The reason for this lack of adoption is lack of success. That lack of success has been related to software. Still, new multicore or multiexecution unit architectures keep appearing on the scene. But they continue to be plagued by software woes.
If we look at the high-performance compute architectures in use today-be they supercomputers, wired/wireless infrastructure, or video-compression systems-we see a much different approach. Instead of trying to scale multiple processors or digital signal processors (DSPs), these "real-world" systems use a combination of a sequential processor (or two or three) and either field-programmable gate arrays (FPGAs) or custom silicon. The FPGAs or custom silicon accelerate the critical compute functions that normal sequential processors are unable to efficiently handle. These hybrid systems don't just provide the required processing power. They actually consume less power and cost less than if they had been implemented as multi-processor systems. The industry adopted this approach because it has learned- through hard experience-that it is unable to effectively harness the promised power of multi-processor systems.
It isn't that these hybrid systems are easy to design; they're not. In order to use this approach, companies must go through the painstaking task of converting their algorithms into hardware descriptions (RTL) and architect their own processor/coprocessor systems. But the message is clear: Implementing algorithms in fabrics or custom silicon provides better compute performance than multi-processor systems.

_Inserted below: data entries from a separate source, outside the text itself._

//! Logging and observability
//!
//! Structured logging with:
//! - Console output filtered by level or `RUST_LOG`
//! - Optional JSON file logging with rotation
//!
//! # Example
//!
//! ```no_run
//! use orderwatch::logging::init_logging;
//! use orderwatch::config::LoggingConfig;
//!
//! let config = LoggingConfig::default();
//! let _guard = init_logging("info", &config).expect("Failed to initialize logging");
//!
//! tracing::info!(order_id = "o11", "Processing order");
//! ```

pub mod structured;

pub use structured::{init_logging, LoggingGuard};

/// Log a transport outcome for a remote call
///
/// # Example
///
/// ```no_run
/// use orderwatch::log_send_outcome;
///
/// log_send_outcome!(true, "o11", "Updated order sent for processing", "Failed to send updated order for processing");
/// ```
#[macro_export]
macro_rules! log_send_outcome {
    ($ok:expr, $order_id:expr, $success:literal, $failure:literal) => {
        if $ok {
            tracing::info!(order_id = %$order_id, $success);
        } else {
            tracing::error!(order_id = %$order_id, $failure);
        }
    };
}

/// Log an error with the context message as the event message
///
/// # Example
///
/// ```no_run
/// use orderwatch::log_error_with_context;
/// use orderwatch::domain::OrderwatchError;
///
/// let error = OrderwatchError::Configuration("endpoints.orders_api_url cannot be empty".to_string());
/// log_error_with_context!(error, "Failed to load configuration");
/// ```
#[macro_export]
macro_rules! log_error_with_context {
    ($error:expr, $context:literal) => {
        tracing::error!(error = %$error, $context)
    };
}
//! Domain models and types for Orderwatch.
//!
//! # Overview
//!
//! The domain layer provides:
//! - **Strongly-typed identifiers** ([`OrderId`])
//! - **Domain models** ([`Order`], [`Item`], [`DeliveryAlert`])
//! - **Error types** ([`OrderwatchError`], [`TransportError`], [`ProcessingError`])
//! - **Result type alias** ([`Result`])
//!
//! # Example
//!
//! ```rust
//! use orderwatch::domain::{Item, Order, OrderId};
//!
//! # fn example() -> Result<(), Box<dyn std::error::Error>> {
//! let order = Order::new(
//!     OrderId::new("o11")?,
//!     vec![Item::new("Wheelchair", "Delivered", 1)],
//! );
//! assert_eq!(order.item_count(), Some(1));
//! # Ok(())
//! # }
//! ```

pub mod alert;
pub mod errors;
pub mod ids;
pub mod order;
pub mod result;

// Re-export commonly used types for convenience
pub use alert::{AlertPayload, DeliveryAlert};
pub use errors::{OrderwatchError, ProcessingError, TransportError};
pub use ids::OrderId;
pub use order::{Item, Order, DELIVERED_STATUS};
pub use result::Result;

At Stretch, we believe that the future of high-performance embedded computing is using a combination of a RISC processor with a reprogrammable fabric embedded directly within the processor's datapath. The ability to custom-define accelerated instructions using C/C++ eliminates the need to describe algorithms in RTL. In addition, re-using the fabric sequentially as the processor executes programming threads provides significant performance increases without having to turn to esoteric, massively parallelizing compilers or multi-threaded approaches.